According to a 2017 Developer Economics survey of over 2,000 machine learning developers and data scientists, Python is the most popular programming language for machine learning. 1 However, popularity alone doesn't indicate why Python is an excellent choice. In this post, we'll take a look at the top reasons the sophilabs team prefers Python when working on machine learning projects.
Wealth of Libraries
A lot of great work has already been done with Python in machine learning, meaning that there are high-quality, time-saving resources available. Some Python libraries that can be used for machine learning include TensorFlow, PyTorch, Scikit-learn, Theano, Pandas, Matplotlib, and Seaborn. 2 Python is especially popular in academia, resulting in an abundance of publicly available, highly specialized machine learning models.

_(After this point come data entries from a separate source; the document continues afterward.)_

use crate::error::{ClientError, Result};
use crate::traits::{ClusterClient, PodEventStream};
use crate::watch::decode_watch_stream;
use async_trait::async_trait;
use k8s_openapi::api::core::v1::{Binding, Node, ObjectReference, Pod};
use k8s_openapi::apimachinery::pkg::apis::meta::v1::ObjectMeta;
use reqwest::{Client, RequestBuilder};
use serde::Deserialize;
use std::time::Duration;
use strew_core::PodRef;
use tracing::debug;

/// HTTP client for the cluster API server
pub struct HttpClusterClient {
    base_url: String,
    client: Client,
    bearer_token: Option<String>,
}

/// Kubernetes-style list envelope; only the items matter here
#[derive(Debug, Deserialize)]
struct ObjectList<T> {
    #[serde(default)]
    items: Vec<T>,
}

impl HttpClusterClient {
    pub fn new(base_url: &str) -> Self {
        Self {
            base_url: base_url.trim_end_matches('/').to_string(),
            client: Client::new(),
            bearer_token: None,
        }
    }

    /// Attach a bearer token sent with every request
    pub fn with_bearer_token(mut self, token: impl Into<String>) -> Self {
        self.bearer_token = Some(token.into());
        self
    }

    fn authorize(&self, req: RequestBuilder) -> RequestBuilder {
        match &self.bearer_token {
            Some(token) => req.bearer_auth(token),
            None => req,
        }
    }

    pub fn base_url(&self) -> &str {
        &self.base_url
    }
}

#[async_trait]
impl ClusterClient for HttpClusterClient {
    /// GET /api/v1/nodes
    async fn list_nodes(&self) -> Result<Vec<Node>> {
        let url = format!("{}/api/v1/nodes", self.base_url);
        debug!("GET {}", url);

        let resp = self
            .authorize(self.client.get(&url))
            .send()
            .await
            .map_err(|e| ClientError::unavailable(format!("HTTP request failed: {}", e)))?;

        if !resp.status().is_success() {
            let status = resp.status();
            let body = resp.text().await.unwrap_or_default();
            if status.is_server_error() {
                return Err(ClientError::unavailable(format!(
                    "GET nodes failed with status {}: {}",
                    status, body
                )));
            }
            return Err(ClientError::unexpected_status(
                status.as_u16(),
                format!("GET nodes failed: {}", body),
            ));
        }

        let list = resp
            .json::<ObjectList<Node>>()
            .await
            .map_err(|e| ClientError::decode(format!("Failed to parse node list: {}", e)))?;
        Ok(list.items)
    }

    /// GET /api/v1/pods
    async fn list_pods(&self) -> Result<Vec<Pod>> {
        let url = format!("{}/api/v1/pods", self.base_url);
        debug!("GET {}", url);

        let resp = self
            .authorize(self.client.get(&url))
            .send()
            .await
            .map_err(|e| ClientError::unavailable(format!("HTTP request failed: {}", e)))?;

        if !resp.status().is_success() {
            let status = resp.status();
            let body = resp.text().await.unwrap_or_default();
            if status.is_server_error() {
                return Err(ClientError::unavailable(format!(
                    "GET pods failed with status {}: {}",
                    status, body
                )));
            }
            return Err(ClientError::unexpected_status(
                status.as_u16(),
                format!("GET pods failed: {}", body),
            ));
        }

        let list = resp
            .json::<ObjectList<Pod>>()
            .await
            .map_err(|e| ClientError::decode(format!("Failed to parse pod list: {}", e)))?;
        Ok(list.items)
    }

    /// GET /api/v1/pods?watch=true
    ///
    /// The request carries no client-side deadline; long-lived watches are
    /// bounded by the inactivity `timeout` applied to the decoded stream.
    async fn watch_pods(&self, timeout: Duration) -> Result<PodEventStream> {
        let url = format!("{}/api/v1/pods?watch=true", self.base_url);
        debug!("GET {}", url);

        let resp = self
            .authorize(self.client.get(&url))
            .send()
            .await
            .map_err(|e| ClientError::unavailable(format!("HTTP request failed: {}", e)))?;

        if !resp.status().is_success() {
            let status = resp.status();
            let body = resp.text().await.unwrap_or_default();
            if status.is_server_error() {
                return Err(ClientError::unavailable(format!(
                    "GET pod watch failed with status {}: {}",
                    status, body
                )));
            }
            return Err(ClientError::unexpected_status(
                status.as_u16(),
                format!("GET pod watch failed: {}", body),
            ));
        }

        Ok(decode_watch_stream(resp.bytes_stream(), timeout))
    }

    /// POST /api/v1/namespaces/{namespace}/pods/{name}/binding
    async fn bind_pod(&self, pod: &PodRef, node_name: &str) -> Result<()> {
        let url = format!(
            "{}/api/v1/namespaces/{}/pods/{}/binding",
            self.base_url, pod.namespace, pod.name
        );
        debug!("POST {}", url);

        let binding = Binding {
            metadata: ObjectMeta {
                name: Some(pod.name.clone()),
                namespace: Some(pod.namespace.clone()),
                ..Default::default()
            },
            target: ObjectReference {
                api_version: Some("v1".to_string()),
                kind: Some("Node".to_string()),
                name: Some(node_name.to_string()),
                ..Default::default()
            },
        };

        let resp = self
            .authorize(self.client.post(&url).json(&binding))
            .send()
            .await
            .map_err(|e| ClientError::unavailable(format!("HTTP request failed: {}", e)))?;

        let status = resp.status();
        if status.is_success() {
            return Ok(());
        }
        let body = resp.text().await.unwrap_or_default();
        // 409 means the pod is already bound; callers treat it as losing a race
        if status == reqwest::StatusCode::CONFLICT {
            return Err(ClientError::conflict(pod.to_string()));
        }
        if status.is_server_error() {
            return Err(ClientError::unavailable(format!(
                "POST binding failed with status {}: {}",
                status, body
            )));
        }
        Err(ClientError::unexpected_status(
            status.as_u16(),
            format!("POST binding failed: {}", body),
        ))
    }
}

#[cfg(test)]
mod tests {
    use super::*;
    use axum::http::{HeaderMap, StatusCode};
    use axum::response::sse::{Event, Sse};
    use axum::routing::{get, post};
    use axum::{Json, Router};
    use futures_util::{stream, StreamExt};
    use serde_json::json;
    use std::convert::Infallible;
    use std::sync::{Arc, Mutex};

    async fn spawn_stub(app: Router) -> String {
        let listener = tokio::net::TcpListener::bind("127.0.0.1:0").await.unwrap();
        let addr = listener.local_addr().unwrap();
        tokio::spawn(async move {
            axum::serve(listener, app).await.unwrap();
        });
        format!("http://{}", addr)
    }

    fn watch_frame(event_type: &str, pod_name: &str) -> String {
        json!({
            "type": event_type,
            "object": {"metadata": {"name": pod_name, "namespace": "default"}}
        })
        .to_string()
    }

    #[tokio::test]
    async fn test_list_nodes_decodes_items() {
        let app = Router::new().route(
            "/api/v1/nodes",
            get(|| async {
                Json(json!({
                    "kind": "NodeList",
                    "items": [
                        {"metadata": {"name": "node-a"}},
                        {"metadata": {"name": "node-b"}}
                    ]
                }))
            }),
        );
        let base = spawn_stub(app).await;

        let nodes = HttpClusterClient::new(&base).list_nodes().await.unwrap();
        assert_eq!(nodes.len(), 2);
        assert_eq!(nodes[0].metadata.name.as_deref(), Some("node-a"));
    }

    #[tokio::test]
    async fn test_list_pods_server_error_is_transient() {
        let app = Router::new().route(
            "/api/v1/pods",
            get(|| async { StatusCode::INTERNAL_SERVER_ERROR }),
        );
        let base = spawn_stub(app).await;

        let err = HttpClusterClient::new(&base).list_pods().await.unwrap_err();
        assert!(err.is_transient());
    }

    #[tokio::test]
    async fn test_list_nodes_missing_route_is_unexpected_status() {
        let base = spawn_stub(Router::new()).await;

        let err = HttpClusterClient::new(&base).list_nodes().await.unwrap_err();
        match err {
            ClientError::UnexpectedStatus { status, .. } => assert_eq!(status, 404),
            other => panic!("expected UnexpectedStatus, got {:?}", other),
        }
    }

    #[tokio::test]
    async fn test_list_nodes_bad_body_is_decode_error() {
        let app = Router::new().route("/api/v1/nodes", get(|| async { "not json" }));
        let base = spawn_stub(app).await;

        let err = HttpClusterClient::new(&base).list_nodes().await.unwrap_err();
        assert!(matches!(err, ClientError::Decode { .. }));
    }

    #[tokio::test]
    async fn test_bearer_token_is_sent() {
        let seen = Arc::new(Mutex::new(None::<String>));
        let seen_by_handler = seen.clone();
        let app = Router::new().route(
            "/api/v1/nodes",
            get(move |headers: HeaderMap| {
                let seen = seen_by_handler.clone();
                async move {
                    *seen.lock().unwrap() = headers
                        .get("authorization")
                        .and_then(|v| v.to_str().ok())
                        .map(String::from);
                    Json(json!({"items": []}))
                }
            }),
        );
        let base = spawn_stub(app).await;

        HttpClusterClient::new(&base)
            .with_bearer_token("secret")
            .list_nodes()
            .await
            .unwrap();
        assert_eq!(seen.lock().unwrap().as_deref(), Some("Bearer secret"));
    }

    #[tokio::test]
    async fn test_bind_pod_posts_node_target() {
        let body = Arc::new(Mutex::new(None::<serde_json::Value>));
        let body_by_handler = body.clone();
        let app = Router::new().route(
            "/api/v1/namespaces/default/pods/web-1/binding",
            post(move |Json(payload): Json<serde_json::Value>| {
                let body = body_by_handler.clone();
                async move {
                    *body.lock().unwrap() = Some(payload);
                    StatusCode::CREATED
                }
            }),
        );
        let base = spawn_stub(app).await;

        let pod = PodRef::new("default", "web-1");
        HttpClusterClient::new(&base)
            .bind_pod(&pod, "node-a")
            .await
            .unwrap();

        let payload = body.lock().unwrap().clone().unwrap();
        assert_eq!(payload["target"]["kind"], "Node");
        assert_eq!(payload["target"]["name"], "node-a");
        assert_eq!(payload["metadata"]["name"], "web-1");
    }

    #[tokio::test]
    async fn test_bind_pod_conflict_is_conflict_error() {
        let app = Router::new().route(
            "/api/v1/namespaces/default/pods/web-1/binding",
            post(|| async { StatusCode::CONFLICT }),
        );
        let base = spawn_stub(app).await;

        let pod = PodRef::new("default", "web-1");
        let err = HttpClusterClient::new(&base)
            .bind_pod(&pod, "node-a")
            .await
            .unwrap_err();
        assert!(matches!(err, ClientError::Conflict { .. }));
        assert!(!err.is_transient());
    }

    #[tokio::test]
    async fn test_bind_pod_unknown_pod_is_unexpected_status() {
        let base = spawn_stub(Router::new()).await;

        let pod = PodRef::new("default", "ghost-1");
        let err = HttpClusterClient::new(&base)
            .bind_pod(&pod, "node-a")
            .await
            .unwrap_err();
        assert!(!err.is_transient());
        match err {
            ClientError::UnexpectedStatus { status, .. } => assert_eq!(status, 404),
            other => panic!("expected UnexpectedStatus, got {:?}", other),
        }
    }

    #[tokio::test]
    async fn test_bind_pod_server_error_is_transient() {
        let app = Router::new().route(
            "/api/v1/namespaces/default/pods/web-1/binding",
            post(|| async { StatusCode::SERVICE_UNAVAILABLE }),
        );
        let base = spawn_stub(app).await;

        let pod = PodRef::new("default", "web-1");
        let err = HttpClusterClient::new(&base)
            .bind_pod(&pod, "node-a")
            .await
            .unwrap_err();
        assert!(err.is_transient());
    }

    #[tokio::test]
    async fn test_watch_pods_decodes_events_until_server_closes() {
        let app = Router::new().route(
            "/api/v1/pods",
            get(|| async {
                let events = stream::iter(vec![
                    Ok::<Event, Infallible>(Event::default().data(watch_frame("ADDED", "web-1"))),
                    Ok(Event::default().data(watch_frame("MODIFIED", "web-2"))),
                ]);
                Sse::new(events)
            }),
        );
        let base = spawn_stub(app).await;

        let mut events = HttpClusterClient::new(&base)
            .watch_pods(Duration::from_secs(300))
            .await
            .unwrap();

        let first = events.next().await.unwrap().unwrap();
        assert_eq!(
            first.object.as_ref().and_then(|p| p.metadata.name.as_deref()),
            Some("web-1")
        );
        let second = events.next().await.unwrap().unwrap();
        assert_eq!(
            second.object.as_ref().and_then(|p| p.metadata.name.as_deref()),
            Some("web-2")
        );
        assert!(events.next().await.is_none());
    }

    #[tokio::test]
    async fn test_watch_pods_ends_after_inactivity() {
        let app = Router::new().route(
            "/api/v1/pods",
            get(|| async {
                Sse::new(stream::pending::<std::result::Result<Event, Infallible>>())
            }),
        );
        let base = spawn_stub(app).await;

        let mut events = HttpClusterClient::new(&base)
            .watch_pods(Duration::from_millis(100))
            .await
            .unwrap();
        assert!(events.next().await.is_none());
    }

    #[tokio::test]
    async fn test_watch_pods_establishment_failure() {
        let app = Router::new().route(
            "/api/v1/pods",
            get(|| async { StatusCode::INTERNAL_SERVER_ERROR }),
        );
        let base = spawn_stub(app).await;

        let err = match HttpClusterClient::new(&base)
            .watch_pods(Duration::from_secs(300))
            .await
        {
            Ok(_) => panic!("expected watch establishment to fail"),
            Err(err) => err,
        };
        assert!(err.is_transient());
    }
}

Python libraries provide a competitive edge to developers, who can spend less time coming up with totally new machine learning algorithms and more time focusing on the specific solutions their projects require. 3 Sophilabs considers Python libraries a major advantage for our clients because they enable a faster product turnaround.
The Python community is very active in online forums, providing invaluable support. If a developer encounters a problem while writing code in Python, chances are, someone else has experienced the same issue and is happy to help. At sophilabs we consider it important to be involved the developer community, and we encourage our team members to contribute their own knowledge as well.
Python is an interpreted language. Among other characteristics, interpreted languages translate programs one statement at a time. They stop running when they come across an error and immediately display it. In contrast, compiled languages like C++ or Java must scan the entire program before generating an error message. This means that it's easier to tackle bugs in an efficient way when writing code in Python. At sophilabs we're in favor of anything that allows us to deliver high-quality products to our clients in less time. Being able to debug as we go also complements the way our detail-oriented teams like to work.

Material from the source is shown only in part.